Beginning in 2014, individuals who purchase health insurance coverage through the new health insurance exchanges will be eligible for financial assistance if their income is no more than 400 percent of the federal poverty level (FPL). These amounts are updated for inflation annually and vary by family size. In 2010, this amount is $43,320 for individuals and $88,200 for a family of four.
Two forms of financial assistance will be provided: A premium assistance tax credit and cost sharing assistance.
A premium assistance tax credit will be provided monthly to lower the amount of premium the individual or family must pay for their coverage. Cost sharing assistance will limit the plan’s maximum out-of-pocket costs, and for some people will also reduce other cost sharing amounts (i.e., deductibles, coinsurance or copayments) that would otherwise be charged to them by their insurance plan.
Both types of assistance will be tied in some way to the value of the coverage available in the exchanges. State exchanges will offer four levels of insurance plans which are sometimes called actuarial value. The health reform law requires that the actuarial value be 60 percent for bronze plans, 70 percent for silver plans, 80 percent for gold plans and 90 percent for platinum” plans. In addition, the out-of-pocket maximum for any of these plans may not exceed a limit that is determined annually. For 2010, the limit is $5,950 for individual coverage and $11,900 for family coverage.
The premium assistance tax credit is calculated to limit the amount that an individual or family must pay for health insurance coverage in the exchange as a percentage of income. A sliding scale is used to determine the amount of the tax credit. For those at the lowest incomes (less than 133 percent of the FPL) the tax credit amount is based on limiting the individual’s premium contribution to no more than 2 percent of income. For those between 300 percent and 400 percent of the FPL, the tax credit will limit an individual’s contribution amount to 9.5 percent of income. A person who chooses to enroll in a less expensive plan (e.g., the lowest cost silver plan or a bronze plan) will receive the same tax credit amount and they will pay a lower premium. A person who chooses a more expensive plan (e.g., a higher cost silver plan or a gold plan) will receive the same tax credit amount, but will pay a higher premium.
Cost sharing assistance
People who qualify for the premium assistance tax credit will also be eligible for cost sharing assistance if they enroll in a silver plan. This assistance will further reduce the limit on the out of pocket maximum that can apply to their coverage, with the amount of the reduction depending on income. For those with incomes between 100 percent and 200 percent of FPL, a 2/3 reduction applies. (For 2010, this would make the out of pocket maximum $3,967 for individual coverage and $7,934 for a family.)

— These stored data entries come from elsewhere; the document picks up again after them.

pub fn build_suggestion_prompt(text: &str, language: &str) -> CorrectionPrompt {
    let mut user = format!(
        r#"Analyze the following text and suggest specific improvements for clarity, grammar, and style. Focus on:
1. Grammar and syntax errors
2. Word choice improvements
3. Sentence structure enhancements
4. OCR-related errors that might have been missed

Text to analyze:
{}"#,
        text
    );

    if is_arabic(language) {
        user.push_str("\n\nThe text may contain Arabic; keep suggestions in the language of the original passage.");
    }

    user.push_str(
        r#"

Respond with JSON only:
{"suggestions": [{"original": "exact passage", "suggestion": "improved passage", "reason": "why"}]}"#,
    );

    CorrectionPrompt {
        system: SUGGESTION_SYSTEM_PROMPT.to_string(),
        user,
    }
}

// ============================================================================
// Change resolution
// ============================================================================

/// Decide which change list to report for `input` → `corrected`.
///
/// Backend-reported edits are kept only if they can be located in `input` in
/// order, without overlap, and replaying them yields exactly `corrected`.
/// Otherwise the list is computed with a span-level diff.
pub fn resolve_changes(
    input: &str,
    corrected: &str,
    reported: Option<Vec<ReportedChange>>,
) -> Vec<CorrectionChange> {
    if input == corrected {
        return Vec::new();
    }

    if let Some(reported) = reported.filter(|r| !r.is_empty()) {
        match locate_reported(input, &reported) {
            Some(located) if apply_changes(input, &located).as_deref() == Some(corrected) => {
                debug!("Corrector: using {} backend-reported changes", located.len());
                return located;
            }
            _ => debug!("Corrector: backend-reported changes inconsistent, diffing instead"),
        }
    }

    diff_changes(input, corrected)
}

fn locate_reported(input: &str, reported: &[ReportedChange]) -> Option<Vec<CorrectionChange>> {
    let mut cursor = 0;
    let mut located = Vec::with_capacity(reported.len());
    for change in reported {
        if change.original.is_empty() || change.original == change.corrected {
            return None;
        }
        let offset = cursor + input.get(cursor..)?.find(&change.original)?;
        cursor = offset + change.original.len();
        located.push(CorrectionChange {
            original: change.original.clone(),
            corrected: change.corrected.clone(),
            offset,
        });
    }
    Some(located)
}


#[cfg(test)]
mod tests {
    use super::testing::*;
    use super::*;

    fn reported(pairs: &[(&str, &str)]) -> Vec<ReportedChange> {
        pairs
            .iter()
            .map(|(o, c)| ReportedChange {
                original: o.to_string(),
                corrected: c.to_string(),
            })
            .collect()
    }

    #[test]
    fn test_prompt_includes_arabic_guidance_and_context() {
        let prompt = build_correction_prompt("نص", "eng+ara", Some("  invoice from Dubai "));
        assert!(prompt.user.contains("Text to correct:\nنص\n"));
        assert!(prompt.user.contains("Arabic text direction (RTL)"));
        assert!(prompt.user.contains("- Context: invoice from Dubai"));
        assert!(prompt.user.contains("\"corrected_text\""));
        assert_eq!(prompt.system, CORRECTION_SYSTEM_PROMPT);
    }

    #[test]
    fn test_prompt_omits_arabic_guidance_and_blank_context() {
        let prompt = build_correction_prompt("text", "eng", Some("   "));
        assert!(!prompt.user.contains("RTL"));
        assert!(!prompt.user.contains("Context:"));
    }

    #[test]
    fn test_is_arabic() {
        assert!(is_arabic("ara"));
        assert!(is_arabic("eng+ara"));
        assert!(is_arabic("Arabic"));
        assert!(!is_arabic("eng"));
        assert!(!is_arabic("mixed"));
    }

    #[test]
    fn test_resolve_uses_consistent_reported_changes() {
        let changes = resolve_changes(
            "Tbe qnick fox",
            "The quick fox",
            Some(reported(&[("Tbe", "The"), ("qnick", "quick")])),
        );
        assert_eq!(changes.len(), 2);
        assert_eq!(changes[0].offset, 0);
        assert_eq!(changes[1].offset, 4);
    }

    #[test]
    fn test_resolve_falls_back_to_diff_on_inconsistent_report() {
        // Reported out of order, and missing an edit.
        let changes = resolve_changes(
            "Tbe qnick fox",
            "The quick fox",
            Some(reported(&[("qnick", "quick")])),
        );
        assert_eq!(changes.len(), 2);
        assert_eq!(changes[0].original, "Tbe");

        let changes = resolve_changes(
            "Tbe qnick fox",
            "The quick fox",
            Some(reported(&[("qnick", "quick"), ("Tbe", "The")])),
        );
        assert_eq!(changes[0].original, "Tbe");
        assert_eq!(changes[1].original, "qnick");
    }

    #[test]
    fn test_resolve_ignores_report_when_text_unchanged() {
        let changes = resolve_changes("same", "same", Some(reported(&[("same", "other")])));
        assert!(changes.is_empty());
    }

    #[tokio::test]
    async fn test_successful_correction_reports_diff() {
        let (corrector, backend) = corrector(FakeBackend::replying("The quick fox", Some(88.0)));
        let result = corrector.correct("Tbe qnick fox", "eng", None, None).await;
        assert_eq!(result.model_used.as_deref(), Some("fake-model"));
        match &result.outcome {
            CorrectionOutcome::Success {
                text,
                confidence,
                changes,
            } => {
                assert_eq!(text, "The quick fox");
                assert_eq!(*confidence, 88.0);
                assert_eq!(changes.len(), 2);
            }
            other => panic!("unexpected outcome: {:?}", other),
        }
        assert_eq!(backend.calls(), 1);
    }

    #[tokio::test]
    async fn test_correction_of_clean_text_is_idempotent() {
        let (corrector, _) = corrector(FakeBackend::echo());
        let first = corrector.correct("All good here.", "eng", None, None).await;
        let second = corrector
            .correct(first.text().unwrap(), "eng", None, None)
            .await;
        assert!(first.changes().is_empty());
        assert!(second.changes().is_empty());
        assert_eq!(first, second);
    }

    #[tokio::test]
    async fn test_confidence_is_clamped() {
        let (corrector, _) = corrector(FakeBackend::replying("fixed", Some(250.0)));
        let result = corrector.correct("fxied", "eng", None, None).await;
        match result.outcome {
            CorrectionOutcome::Success { confidence, .. } => assert_eq!(confidence, 100.0),
            other => panic!("unexpected outcome: {:?}", other),
        }
    }

    #[tokio::test]
    async fn test_missing_confidence_fails() {
        let (corrector, _) = corrector(FakeBackend::replying("fixed", None));
        let result = corrector.correct("fxied", "eng", None, None).await;
        match result.outcome {
            CorrectionOutcome::Failed { error } => assert!(error.contains("no confidence")),
            other => panic!("unexpected outcome: {:?}", other),
        }
    }

    #[tokio::test]
    async fn test_backend_error_degrades_to_failed() {
        let (corrector, _) = corrector(FakeBackend::failing("502 bad gateway"));
        let result = corrector.correct("text", "eng", None, None).await;
        assert_eq!(result.model_used.as_deref(), Some("fake-model"));
        match result.outcome {
            CorrectionOutcome::Failed { error } => assert!(error.contains("502 bad gateway")),
            other => panic!("unexpected outcome: {:?}", other),
        }
    }

    #[tokio::test]
    async fn test_timeout_degrades_to_failed() {
        let (corrector, _) = corrector(
            FakeBackend::replying("late", Some(90.0)).with_delay(Duration::from_secs(10)),
        );
        let result = corrector
            .correct("text", "eng", None, Some(Duration::from_millis(20)))
            .await;
        match result.outcome {
            CorrectionOutcome::Failed { error } => assert!(error.contains("timed out")),
            other => panic!("unexpected outcome: {:?}", other),
        }
    }

    #[tokio::test]
    async fn test_empty_input_skips_backend() {
        let (corrector, backend) = corrector(FakeBackend::replying("x", Some(10.0)));
        let result = corrector.correct("   ", "eng", None, None).await;
        assert_eq!(result.text(), Some("   "));
        assert_eq!(backend.calls(), 0);
    }

    #[tokio::test]
    async fn test_unavailable_backend_is_skipped() {
        let result = Corrector::disabled().correct("text", "eng", None, None).await;
        assert!(matches!(result.outcome, CorrectionOutcome::Skipped { .. }));
        assert!(result.model_used.is_none());
    }

    #[tokio::test]
    async fn test_context_reaches_backend() {
        let (corrector, backend) = corrector(FakeBackend::replying("ok", Some(90.0)));
        corrector.correct("0k", "eng", Some("medical report"), None).await;
        let prompt = backend.last_prompt.lock().unwrap().clone().unwrap();
        assert!(prompt.user.contains("Context: medical report"));
    }

    #[tokio::test]
    async fn test_suggestions() {
        let mut fake = FakeBackend::replying("", Some(90.0));
        fake.suggestions = vec![Suggestion {
            original: "teh".into(),
            suggestion: "the".into(),
            reason: "spelling".into(),
        }];
        let (corrector, _) = corrector(fake);
        let result = corrector.suggest("teh cat", "eng", None).await;
        match result.outcome {
            SuggestionOutcome::Success { suggestions } => {
                assert_eq!(suggestions.len(), 1);
                assert_eq!(suggestions[0].suggestion, "the");
            }
            other => panic!("unexpected outcome: {:?}", other),
        }

        let disabled = Corrector::disabled().suggest("teh cat", "eng", None).await;
        assert!(matches!(disabled.outcome, SuggestionOutcome::Skipped { .. }));
    }
}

In addition, federal payments will be made to health insurers to increase the actuarial value of the plan for people with incomes under 250 percent of FPL. For example, for people with incomes between 100 percent and 150 percent of FPL, the actuarial value of the plan will be increased to 94 percent. This means that insurers must reduce plan deductibles, coinsurance or copayments in order to meet the higher actuarial value requirements.